A perpetual note from AIA Group Ltd, one of Asia's largest insurers, fell by a record 6.7 cents (RM3.18) to 70 cents on the dollar on Thursday. Similar securities from Kyobo Life Insurance Co and Bank of East Asia Ltd tumbled more than 13 cents. A perpetual bond of Woori Bank dropped, while notes from Shinhan Financial Group Co and Kookmin Bank headed for their worst weekly retreats.
The drama started on Tuesday, when Korean insurer Heungkuk Life Insurance Co's perpetual securities slid to an all-time low. The firm shocked markets by taking the unusual step of saying it would delay buying back the bonds, in the first such case for the nation's issuers since 2009. DB Life, another of the country's insurers, is also pushing back the first call date for its hybrid debt, according to a spokesperson.
That is a reality check for global investors in bank bonds, who recall when Spanish lender Banco Santander SA rattled markets in 2019 after it skipped a call option. What is different and riskier this time is that central banks battling inflation are pushing up interest rates, raising the risk that more financial firms could balk at refinancing at higher costs, as Heungkuk Life did.
"Investors are reassessing the risks of non-call for financial subordinated debt in Asia following Heungkuk Life's decision not to call their subordinated bonds," said Nicholas Yap, head of Asia credit desk analysts at Nomura Holdings Inc in Hong Kong.
It has been happening in Europe, too. Spain's Banco de Sabadell extended an Additional Tier 1 note, citing the "replacement cost", as did Russia-exposed Raiffeisen Bank International. And a specialist UK lender, Shawbrook Group, offered investors an exchange instead of taking the risk of directly tapping the market.
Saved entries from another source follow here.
//! Additive trend + seasonality model fitted by regularised least squares.

use super::config::{AdditiveConfig, CustomSeasonality, SeasonalityMode};
use super::seasonality::{epoch_day, resolve_components, SeasonalComponent};
use super::trend::{hinge_column, place_changepoints, PiecewiseLinearTrend};
use crate::core::{CanonicalSeries, ForecastRow};
use crate::error::{ForecastError, Result};
use crate::models::ForecastEngine;
use crate::utils::metrics::{calculate_metrics, AccuracyMetrics};
use crate::utils::ols::penalized_least_squares;
use crate::utils::stats::{std_dev, z_for_coverage};
use chrono::{Duration, NaiveDate};
use tracing::{debug, warn};

/// Lower bound on the residual variance (scaled units) used for priors.
const MIN_NOISE_VARIANCE: f64 = 1e-4;

/// Longest supported forecast horizon, one hundred years of days.
pub const MAX_HORIZON_DAYS: usize = 36_525;

/// Additive decomposition model.
///
/// `y(t) = trend(t) + Σ seasonal_k(t) + ε`, where the trend is piecewise
/// linear with changepoints and each seasonal component is a Fourier series.
/// Coefficients are the MAP estimate under Gaussian priors whose scales are
/// set by [`AdditiveConfig`].
///
/// # Example
///
/// ```
/// use revenue_forecast::core::CanonicalSeries;
/// use revenue_forecast::models::{AdditiveModel, ForecastEngine};
/// use chrono::{Duration, NaiveDate};
///
/// let start = NaiveDate::from_ymd_opt(2024, 1, 1).unwrap();
/// let series = CanonicalSeries::from_pairs(
///     (0..60).map(|i| (start + Duration::days(i), 100.0 + i as f64)),
/// )
/// .unwrap();
///
/// let rows = AdditiveModel::default().fit(&series, 30).unwrap();
/// assert_eq!(rows.len(), 90);
/// assert!(rows.iter().all(|r| r.lower_bound <= r.predicted && r.predicted <= r.upper_bound));
/// ```
#[derive(Debug, Clone, Default)]
pub struct AdditiveModel {
    config: AdditiveConfig,
}

impl AdditiveModel {
    pub fn new(config: AdditiveConfig) -> Self {
        Self { config }
    }

    /// Linear trend plus Fourier seasonality, without changepoints.
    pub fn linear() -> Self {
        Self::new(AdditiveConfig {
            n_changepoints: 0,
            changepoints: Some(Vec::new()),
            ..Default::default()
        })
    }

    pub fn with_interval_coverage(mut self, coverage: f64) -> Self {
        self.config.interval_coverage = coverage;
        self
    }

    pub fn with_weekly(mut self, mode: SeasonalityMode) -> Self {
        self.config.weekly = mode;
        self
    }

    pub fn with_yearly(mut self, mode: SeasonalityMode) -> Self {
        self.config.yearly = mode;
        self
    }

    /// Use the given changepoint dates instead of automatic placement.
    pub fn with_changepoints(mut self, dates: Vec<NaiveDate>) -> Self {
        self.config.changepoints = Some(dates);
        self
    }

    /// Add a custom periodic component.
    pub fn with_seasonality(mut self, name: &str, period_days: f64, fourier_order: usize) -> Self {
        self.config.extra_seasonalities.push(CustomSeasonality {
            name: name.to_string(),
            period_days,
            fourier_order,
        });
        self
    }

    pub fn config(&self) -> &AdditiveConfig {
        &self.config
    }

    /// Fit the model to the observed points of `series`.
    ///
    /// Non-finite values are treated as missing and excluded from the fit.
    /// Fails with [`ForecastError::InsufficientData`] when fewer than two
    /// observed points remain.
    pub fn fit_model(&self, series: &CanonicalSeries) -> Result<FittedAdditiveModel> {
        self.config.validate()?;
        let z = z_for_coverage(self.config.interval_coverage)?;

        let observed: Vec<(NaiveDate, f64)> = series
            .iter()
            .filter(|p| p.is_observed())
            .map(|p| (p.date, p.value))
            .collect();

        if observed.len() < 2 {
            return Err(ForecastError::InsufficientData {
                needed: 2,
                got: observed.len(),
            });
        }

        let origin = observed[0].0;
        let span_days = (observed[observed.len() - 1].0 - origin).num_days() as f64;
        if span_days <= 0.0 {
            return Err(ForecastError::InsufficientData {
                needed: 2,
                got: 1,
            });
        }
        let (first_date, last_date) = match (series.first_date(), series.last_date()) {
            (Some(first), Some(last)) => (first, last),
            _ => return Err(ForecastError::InsufficientData { needed: 2, got: 0 }),
        };

        let y_scale = observed
            .iter()
            .map(|(_, v)| v.abs())
            .fold(0.0_f64, f64::max);
        let y_scale = if y_scale > 0.0 { y_scale } else { 1.0 };

        let times: Vec<f64> = observed
            .iter()
            .map(|(d, _)| (*d - origin).num_days() as f64 / span_days)
            .collect();
        let days: Vec<f64> = observed.iter().map(|(d, _)| epoch_day(*d)).collect();
        let y: Vec<f64> = observed.iter().map(|(_, v)| v / y_scale).collect();

        let changepoints = match &self.config.changepoints {
            Some(dates) => manual_changepoints(dates, origin, span_days),
            None => place_changepoints(
                &times,
                self.config.n_changepoints,
                self.config.changepoint_range,
            ),
        };
        let seasonalities = resolve_components(&self.config, span_days, observed.len());
        let n_seasonal: usize = seasonalities.iter().map(|s| s.n_features()).sum();

        let mut seasonal_columns = Vec::with_capacity(n_seasonal);
        for component in &seasonalities {
            component.push_columns(&days, &mut seasonal_columns);
        }

        let season_prior = self.config.seasonality_prior_scale.powi(2);
        let changepoint_prior = self.config.changepoint_prior_scale.powi(2);

        // First pass without changepoints estimates the noise level for the priors
        let mut columns = vec![vec![1.0; y.len()], times.clone()];
        columns.extend(seasonal_columns.iter().cloned());
        let mut penalties = vec![0.0, 0.0];
        penalties.extend(std::iter::repeat(MIN_NOISE_VARIANCE / season_prior).take(n_seasonal));
        let base = penalized_least_squares(&y, &columns, &penalties)?;
        let base_residuals = base.residuals(&y, &columns)?;
        let noise_variance = (base_residuals.iter().map(|r| r * r).sum::<f64>()
            / base_residuals.len() as f64)
            .max(MIN_NOISE_VARIANCE);

        let mut columns = vec![vec![1.0; y.len()], times.clone()];
        columns.extend(changepoints.iter().map(|&s| hinge_column(&times, s)));
        columns.extend(seasonal_columns);
        let mut penalties = vec![0.0, 0.0];
        penalties.extend(
            std::iter::repeat(noise_variance / changepoint_prior).take(changepoints.len()),
        );
        penalties.extend(std::iter::repeat(noise_variance / season_prior).take(n_seasonal));

        let fit = penalized_least_squares(&y, &columns, &penalties)?;
        let scaled_fitted = fit.predict(&columns)?;
        let scaled_residuals: Vec<f64> = y.iter().zip(&scaled_fitted).map(|(a, f)| a - f).collect();

        let coefficients = fit.coefficients;
        let n_cp = changepoints.len();
        let trend = PiecewiseLinearTrend {
            offset: coefficients[0],
            slope: coefficients[1],
            deltas: coefficients[2..2 + n_cp].to_vec(),
            changepoints,
        };

        let mut seasonal_coefficients = Vec::with_capacity(seasonalities.len());
        let mut offset = 2 + n_cp;
        for component in &seasonalities {
            let k = component.n_features();
            seasonal_coefficients.push(coefficients[offset..offset + k].to_vec());
            offset += k;
        }

        let sigma = std_dev(&scaled_residuals);
        let sigma = if sigma.is_finite() { sigma } else { 0.0 };
        if !coefficients.iter().all(|c| c.is_finite()) {
            return Err(ForecastError::ComputationError(
                "fitted coefficients are not finite".into(),
            ));
        }

        let trend_uncertainty_origin = trend.changepoints.last().copied().unwrap_or(1.0);

        // Sampling variance of the slope, used when no changepoints are fitted
        let t_mean = times.iter().sum::<f64>() / times.len() as f64;
        let sxx: f64 = times.iter().map(|t| (t - t_mean).powi(2)).sum();
        let slope_variance = if sxx > 0.0 { noise_variance / sxx } else { 0.0 };

        debug!(
            observed = observed.len(),
            changepoints = n_cp,
            seasonalities = ?seasonalities.iter().map(|s| s.name.as_str()).collect::<Vec<_>>(),
            sigma = sigma * y_scale,
            "fitted additive model"
        );

        Ok(FittedAdditiveModel {
            first_date,
            last_date,
            origin,
            span_days,
            y_scale,
            trend,
            seasonalities,
            seasonal_coefficients,
            sigma,
            trend_uncertainty_origin,
            slope_variance,
            z,
            observed_dates: observed.iter().map(|(d, _)| *d).collect(),
            observed_values: observed.iter().map(|(_, v)| *v).collect(),
            fitted: scaled_fitted.iter().map(|f| f * y_scale).collect(),
            residuals: scaled_residuals.iter().map(|r| r * y_scale).collect(),
        })
    }
}

impl ForecastEngine for AdditiveModel {
    fn fit(&self, series: &CanonicalSeries, horizon: usize) -> Result<Vec<ForecastRow>> {
        let fitted = self.fit_model(series)?;
        fitted.forecast_rows(horizon)
    }

    fn name(&self) -> &str {
        "Additive"
    }
}

/// Convert manual changepoint dates to scaled time, keeping interior ones.
fn manual_changepoints(dates: &[NaiveDate], origin: NaiveDate, span_days: f64) -> Vec<f64> {
    let mut points: Vec<f64> = dates
        .iter()
        .map(|d| (*d - origin).num_days() as f64 / span_days)
        .filter(|&t| {
            let inside = t > 0.0 && t < 1.0;
            if !inside {
                warn!(t, "ignoring changepoint outside the observed history");
            }
            inside
        })
        .collect();
    points.sort_by(|a, b| a.total_cmp(b));
    points.dedup();
    points
}

/// A fitted additive model, able to evaluate any calendar day.
#[derive(Debug, Clone)]
pub struct FittedAdditiveModel {
    first_date: NaiveDate,
    last_date: NaiveDate,
    origin: NaiveDate,
    span_days: f64,
    y_scale: f64,
    trend: PiecewiseLinearTrend,
    seasonalities: Vec<SeasonalComponent>,
    seasonal_coefficients: Vec<Vec<f64>>,
    /// Residual standard deviation in scaled units.
    sigma: f64,
    trend_uncertainty_origin: f64,
    /// Variance of the fitted slope in scaled units.
    slope_variance: f64,
    z: f64,
    observed_dates: Vec<NaiveDate>,
    observed_values: Vec<f64>,
    fitted: Vec<f64>,
    residuals: Vec<f64>,
}

impl FittedAdditiveModel {
    fn scaled_time(&self, date: NaiveDate) -> f64 {
        (date - self.origin).num_days() as f64 / self.span_days
    }

    /// Trend component at `date`.
    pub fn trend_at(&self, date: NaiveDate) -> f64 {
        self.trend.value(self.scaled_time(date)) * self.y_scale
    }

    /// Sum of all seasonal components at `date`.
    pub fn seasonal_at(&self, date: NaiveDate) -> f64 {
        let day = epoch_day(date);
        self.seasonalities
            .iter()
            .zip(&self.seasonal_coefficients)
            .map(|(s, c)| s.evaluate(c, day))
            .sum::<f64>()
            * self.y_scale
    }

    /// Value of a single named seasonal component at `date`.
    pub fn component_at(&self, name: &str, date: NaiveDate) -> Option<f64> {
        let day = epoch_day(date);
        self.seasonalities
            .iter()
            .zip(&self.seasonal_coefficients)
            .find(|(s, _)| s.name == name)
            .map(|(s, c)| s.evaluate(c, day) * self.y_scale)
    }

    /// Point prediction at `date`: trend plus seasonality.
    pub fn predict_at(&self, date: NaiveDate) -> f64 {
        self.trend_at(date) + self.seasonal_at(date)
    }

    /// Standard deviation of the prediction at `date`.
    ///
    /// Combines the in-sample noise with the spread of future slope changes,
    /// which occur at the historical changepoint rate with Laplace magnitudes
    /// of scale `mean |δ|`. The trend part grows with the cube of the distance
    /// from the last changepoint. Without changepoints the slope estimate
    /// itself is the uncertain part, growing with the square of the distance
    /// past the end of history.
    pub fn prediction_std(&self, date: NaiveDate) -> f64 {
        let distance = (self.scaled_time(date) - self.trend_uncertainty_origin).max(0.0);
        let trend_variance = if self.trend.changepoints.is_empty() {
            self.slope_variance * distance * distance
        } else {
            let rate = self.trend.changepoints.len() as f64;
            let scale = self.trend.mean_abs_delta();
            rate * 2.0 * scale * scale * distance.powi(3) / 3.0
        };
        (self.sigma * self.sigma + trend_variance).sqrt() * self.y_scale
    }

    /// Rows for every day from the first historical date through
    /// `horizon` days past the last one.
    ///
    /// Fails with [`ForecastError::InvalidParameter`] when `horizon` exceeds
    /// [`MAX_HORIZON_DAYS`] or the last row would fall outside the
    /// representable calendar.
    pub fn forecast_rows(&self, horizon: usize) -> Result<Vec<ForecastRow>> {
        if horizon > MAX_HORIZON_DAYS {
            return Err(ForecastError::InvalidParameter(format!(
                "horizon must be at most {} days, got {}",
                MAX_HORIZON_DAYS, horizon
            )));
        }
        let end = i64::try_from(horizon)
            .ok()
            .and_then(Duration::try_days)
            .and_then(|span| self.last_date.checked_add_signed(span))
            .ok_or_else(|| {
                ForecastError::InvalidParameter(format!(
                    "horizon of {} days runs past the last representable date",
                    horizon
                ))
            })?;
        Ok(std::iter::successors(Some(self.first_date), |date| date.succ_opt())
            .take_while(|date| *date <= end)
            .map(|date| {
                let half_width = self.z * self.prediction_std(date);
                ForecastRow::symmetric(date, self.predict_at(date), half_width)
            })
            .collect())
    }

    /// Trend changepoint dates.
    pub fn changepoints(&self) -> Vec<NaiveDate> {
        self.trend
            .changepoints
            .iter()
            .map(|t| self.origin + Duration::days((t * self.span_days).round() as i64))
            .collect()
    }

    /// Names of the fitted seasonal components.
    pub fn seasonality_names(&self) -> Vec<&str> {
        self.seasonalities.iter().map(|s| s.name.as_str()).collect()
    }

    pub fn trend(&self) -> &PiecewiseLinearTrend {
        &self.trend
    }

    /// Residual standard deviation in the units of the metric.
    pub fn sigma(&self) -> f64 {
        self.sigma * self.y_scale
    }

    /// In-sample fitted values, one per observed point.
    pub fn fitted_values(&self) -> &[f64] {
        &self.fitted
    }

    /// In-sample residuals (actual - fitted), one per observed point.
    pub fn residuals(&self) -> &[f64] {
        &self.residuals
    }

    /// Dates of the observed points used for fitting.
    pub fn observed_dates(&self) -> &[NaiveDate] {
        &self.observed_dates
    }

    /// In-sample accuracy of the fit.
    pub fn metrics(&self) -> Result<AccuracyMetrics> {
        calculate_metrics(&self.observed_values, &self.fitted)
    }
}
The deep discounts in several contingent convertible bonds in Europe signal more calls may be skipped.
A warning
Surging yields even prompted an Australian regulator to warn financial institutions this week not to call capital securities if they need to pay higher interest to issue new ones. That also contributed to the broader sell-off in such notes, as did Federal Reserve (Fed) chairman Jerome Powell saying on Wednesday that he was prepared to drive rates even higher than previously expected. The type of debt securities dropping is those that banks and insurers use to raise funds to meet capital adequacy ratios.
They have no set maturities or have very long ones, but they do have call dates. Investors had grown accustomed to treating it as a foregone conclusion that the borrowers would opt to pay them back at the first such call date.
But the development with Heungkuk Life showed that is no longer a safe assumption in all cases. Some of the securities, such as Additional Tier 1 notes, were created after the Global Financial Crisis to ensure that losses in times of crises would be borne by investors, rather than taxpayers bailing out borrowers.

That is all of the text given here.